I find myself in a constant state of flux — feeling both the, “It’s fine. I don’t need anything, thank you so much. You’re so sweet.” And the flames shooting out of the side of my head.
Watching Elizabeth Warren take Bloomberg to task was one of the most liberating things I have ever had cause to see. I’m sure Warren is a real sweetheart when ordering a tea but get in the way of her and someone’s rights and you’re in trouble. There she is, the best listener on the block, a model of feminine compassion — but not everyone deserves her kindness. Some deserve her fire. Just as some deserve mine.
I have to figure out how to find that pathway — how to be as courteous as I want to be and knock heads when it’s time to knock heads.
I find, having never really learned how to channel my anger, I tend to toggle back and forth between fury and accommodation and I don’t always get the settings right. Sometimes I automatically accommodate someone and then suddenly realize that they were not worthy of my accommodation. That makes me mad but it’s not nearly as tricky as the moments where I’m more aggressive than I meant to be. Those are harder to forgive myself for — because the niceness is the baseline and deviations are disruptive, not just to the person I am not nice to, but to me — because niceness is my baseline. But as the reality of possibility of change in the world sets in, as I realize how unlikely it is that we’ll see any gender parity in so many arenas, or economic justice, my baseline starts to shift. I feel less and less uncomfortable with not being nice and more and more ready for wave making change.

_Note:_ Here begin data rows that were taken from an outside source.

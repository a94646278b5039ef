use std::collections::VecDeque;
use std::time::{Duration, Instant};

use crate::backend::{Notification, Notifier};

pub const DEFAULT_TOAST_TTL: Duration = Duration::from_secs(4);
const MAX_TOASTS: usize = 3;

#[derive(Debug, Clone)]
struct Toast {
    notification: Notification,
    expires_at: Instant,
}

/// Short-lived messages shown over the monitor screen
#[derive(Debug, Clone)]
pub struct Toasts {
    items: VecDeque<Toast>,
    default_ttl: Duration,
    capacity: usize,
}

impl Toasts {
    pub fn new() -> Self {
        Self::with_ttl(DEFAULT_TOAST_TTL)
    }

    pub fn with_ttl(default_ttl: Duration) -> Self {
        Self {
            items: VecDeque::new(),
            default_ttl,
            capacity: MAX_TOASTS,
        }
    }

    /// Drop everything that has outlived its duration
    pub fn expire(&mut self, now: Instant) {
        self.items.retain(|toast| toast.expires_at > now);
    }

    /// Oldest first
    pub fn visible(&self) -> impl Iterator<Item = &Notification> {
        self.items.iter().map(|toast| &toast.notification)
    }

    pub fn latest(&self) -> Option<&Notification> {
        self.items.back().map(|toast| &toast.notification)
    }

    pub fn len(&self) -> usize {
        self.items.len()
    }

    pub fn is_empty(&self) -> bool {
        self.items.is_empty()
    }
}

impl Default for Toasts {
    fn default() -> Self {
        Self::new()
    }
}

impl Notifier for Toasts {
    fn notify(&mut self, notification: Notification) {
        log::info!("{}: {}", notification.title, notification.message);
        let ttl = notification.duration.unwrap_or(self.default_ttl);
        self.items.push_back(Toast {
            notification,
            expires_at: Instant::now() + ttl,
        });
        while self.items.len() > self.capacity {
            self.items.pop_front();
        }
    }
}

#[cfg(test)]
mod tests {
    use super::*;

    #[test]
    fn keeps_only_the_newest_few() {
        let mut toasts = Toasts::new();
        for i in 0..5 {
            toasts.notify(Notification::new(format!("t{i}"), "m"));
        }
        let titles: Vec<_> = toasts.visible().map(|n| n.title.as_str()).collect();
        assert_eq!(titles, vec!["t2", "t3", "t4"]);
        assert_eq!(toasts.latest().unwrap().title, "t4");
    }

    #[test]
    fn toasts_expire_by_their_own_duration() {
        let mut toasts = Toasts::with_ttl(Duration::from_secs(1));
        toasts.notify(Notification::new("short", "gone soon"));
        toasts.notify(Notification::new("long", "sticks").lasting(Duration::from_secs(60)));

        toasts.expire(Instant::now() + Duration::from_secs(5));
        assert_eq!(toasts.len(), 1);
        assert_eq!(toasts.latest().unwrap().title, "long");

        toasts.expire(Instant::now() + Duration::from_secs(120));
        assert!(toasts.is_empty());
    }
}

We tried asking nicely. We tried incremental change. We tried pointing things out in calm, bright, friendly voices and writing polite well reasoned articles. It got us next to nothing. Those in power will not release their hold on it until we wrest it from their cold dead hands, I guess. Maybe it’ll be the guillotine that gets them. Or just their own venality. There are five million ways to kill a CEO.